PARP-1 is involved in autophagy induced by DNA damage.Muñoz-Gámez JA, Rodríguez-Vargas JM, Quiles-Pérez R, Aguilar-Quesada R, Martín-Oliva D, de Murcia G, Menissier de Murcia J, Almendros A, Ruiz de Almodóvar M, Oliver FJ.
Centro de Investigación Biomédica en Red de Enfermedades Hepáticas y Digestivas (Ciberehd) and Laboratory of Medical Research, Academical Hospital San Cecilio, Granada, Spain.

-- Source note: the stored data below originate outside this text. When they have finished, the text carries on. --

mod error;
mod filter;
mod function;
mod value;

pub use error::PlaitError;
pub use filter::{Apply, ApplyFn, Capability, Filter, FilterSpec, LookupFn, Pass, Table};
pub use function::{
    Attributes, Block, Composed, Declared, FunctionObject, Input, Invocation, MAX_INPUTS,
    OutputFn, RawFn, Slurped, Spread, Wrapped, declare, input, wrap,
};
pub use value::Value;
// src/http.rs
use folio_traits::{BoxFuture, ContentFetcher, ResourceError, SharedResourceData};
use std::sync::Arc;

/// Fetches repository content over HTTP.
#[derive(Debug, Clone, Default)]
pub struct HttpFetcher {
    client: reqwest::Client,
}

impl HttpFetcher {
    pub fn new() -> Self {
        Self::default()
    }

    pub fn with_client(client: reqwest::Client) -> Self {
        Self { client }
    }

    async fn get(&self, url: &str) -> Result<SharedResourceData, ResourceError> {
        let response = self
            .client
            .get(url)
            .send()
            .await
            .map_err(|e| ResourceError::LoadFailed {
                path: url.to_string(),
                message: e.to_string(),
            })?;
        let status = response.status();
        if !status.is_success() {
            return Err(ResourceError::Status {
                url: url.to_string(),
                status: status.as_u16(),
            });
        }
        let bytes = response
            .bytes()
            .await
            .map_err(|e| ResourceError::LoadFailed {
                path: url.to_string(),
                message: e.to_string(),
            })?;
        Ok(Arc::new(bytes.to_vec()))
    }
}

impl ContentFetcher for HttpFetcher {
    fn fetch<'a>(&'a self, url: &'a str) -> BoxFuture<'a, Result<SharedResourceData, ResourceError>> {
        Box::pin(self.get(url))
    }

    fn name(&self) -> &'static str {
        "HttpFetcher"
    }
}
//! WebAssembly integration tests.
//!
//! These tests run in a headless browser using wasm-bindgen-test.
//!
//! Run with: wasm-pack test --headless --chrome crates/wasm

use folio_wasm::{ManualViewer, WasmResourceProvider};
use wasm_bindgen::JsValue;
use wasm_bindgen_futures::JsFuture;
use wasm_bindgen_test::*;

wasm_bindgen_test_configure!(run_in_browser);

fn field(value: &JsValue, name: &str) -> JsValue {
    js_sys::Reflect::get(value, &JsValue::from_str(name)).unwrap()
}

fn pages(value: &JsValue) -> js_sys::Array {
    js_sys::Array::from(&field(value, "pages"))
}

#[wasm_bindgen_test]
fn test_init() {
    let version = folio_wasm::get_version();
    assert!(!version.is_empty());
}

#[wasm_bindgen_test]
fn test_resource_provider() {
    let provider = WasmResourceProvider::new();
    assert!(provider.is_empty());

    provider
        .add_text("https://host/manual/hammer.json", "{}")
        .expect("Should add resource");

    assert!(provider.exists("https://host/manual/hammer.json"));
    assert!(!provider.exists("https://host/manual/wiring.json"));
    assert_eq!(provider.count(), 1);
    assert!(provider.remove("https://host/manual/hammer.json"));
    assert!(provider.is_empty());
}

#[wasm_bindgen_test]
fn test_urls_follow_repository_layout() {
    let viewer = ManualViewer::new(Some("https://host/repo".into()), Some("1.20.1".into()), None);
    assert!(viewer.entry_text_url("hammer").ends_with("/manual/en_us/hammer.txt"));
    assert!(viewer.entry_data_url("hammer").ends_with("/manual/hammer.json"));
    assert!(viewer.lang_file_url().ends_with("/lang/en_us.json"));
}

#[wasm_bindgen_test]
fn test_page_size_must_be_non_zero() {
    let viewer = ManualViewer::new(None, None, None);
    assert!(viewer.with_page_size(0, 30).is_err());
}

#[wasm_bindgen_test]
fn test_translations() {
    let viewer = ManualViewer::new(None, None, None);
    let added = viewer
        .load_translations(r#"{"manual.hammer": "Engineer's Hammer"}"#)
        .unwrap();
    assert_eq!(added, 1);
    assert_eq!(viewer.translate("manual.hammer"), "Engineer's Hammer");
    assert_eq!(viewer.translate("manual.missing"), "manual.missing");
    assert!(viewer.load_translations("{").is_err());
}

#[wasm_bindgen_test]
async fn test_render_entry_pages() {
    let viewer = ManualViewer::new(None, None, None);
    let promise = viewer
        .render_entry("demo".into(), "Title\nSubtitle\nHello <np> World".into(), None)
        .unwrap();
    let entry = JsFuture::from(promise).await.unwrap();

    assert_eq!(field(&entry, "title").as_string().unwrap(), "Title");
    assert_eq!(field(&entry, "subtitle").as_string().unwrap(), "Subtitle");
    let pages = pages(&entry);
    assert_eq!(pages.length(), 2);
    assert!(pages.get(0).as_string().unwrap().contains("Hello"));
    assert!(pages.get(1).as_string().unwrap().contains("World"));
}

#[wasm_bindgen_test]
async fn test_render_entry_reports_links() {
    let viewer = ManualViewer::new(None, None, None);
    let promise = viewer
        .render_entry(
            "demo".into(),
            "Title\n\nSee <link;hammer;the hammer> and <link;wiring;wires>.".into(),
            Some("{}".into()),
        )
        .unwrap();
    let entry = JsFuture::from(promise).await.unwrap();

    let links: Vec<String> = js_sys::Array::from(&field(&entry, "links"))
        .iter()
        .filter_map(|v| v.as_string())
        .collect();
    assert_eq!(links, vec!["hammer", "wiring"]);
}

#[wasm_bindgen_test]
async fn test_render_stored_entry_falls_back_to_english() {
    let viewer = ManualViewer::new(Some("https://host/repo".into()), None, Some("de_de".into()));
    let english = viewer.entry_text_url("hammer").replace("/de_de/", "/en_us/");
    viewer
        .add_text(&english, "Hammer\nTool\nIt forms multiblocks.")
        .unwrap();

    let entry = JsFuture::from(viewer.render_stored_entry("hammer".into()))
        .await
        .unwrap();
    assert_eq!(field(&entry, "title").as_string().unwrap(), "Hammer");
    assert_eq!(pages(&entry).length(), 1);
}

#[wasm_bindgen_test]
async fn test_render_stored_entry_missing() {
    let viewer = ManualViewer::new(None, None, None);
    let err = JsFuture::from(viewer.render_stored_entry("nothing".into()))
        .await
        .unwrap_err();
    assert_eq!(field(&err, "code").as_string().unwrap(), "NOT_FOUND");
}

#[wasm_bindgen_test]
fn test_render_entry_rejects_bad_data() {
    let viewer = ManualViewer::new(None, None, None);
    assert!(
        viewer
            .render_entry("demo".into(), "T\n\nbody".into(), Some("{".into()))
            .is_err()
    );
}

Autophagy is a lysosome-dependent degradative pathway frequently activated in tumor cells treated with chemotherapy or radiation. PARP-1 has been implicated in different pathways leading to cell death and its inhibition potentiates chemotherapy-induced cell death. Whether PARP-1 participates in the cell's decision to commit to autophagy following DNA damage is still not known. To address this issue PARP-1 wild-type and deficient cells have been treated with a dose of doxorubicin that induces autophagy. Electron microscopy examination and GFP-LC3 transfection revealed autophagic vesicles and increased expression of genes involved in autophagy (bnip-3, cathepsin b and l and beclin-1) in wild-type cells treated with doxo but not in parp-1(-/-) cells or cells treated with a PARP inhibitor. Mechanistically the lack of autophagic features in PARP-1 deficient/PARP inhibited cells is attributed to prevention of ATP and NAD(+) depletion and to the activation of the key autophagy regulator mTOR. Pharmacological or genetical inhibition of autophagy results in increased cell death, suggesting a protective role of autophagy induced by doxorubicin. These results suggest that autophagy might be cytoprotective during the response to DNA damage and suggest that PARP-1 activation is involved in the cell's decision to undergo autophagy.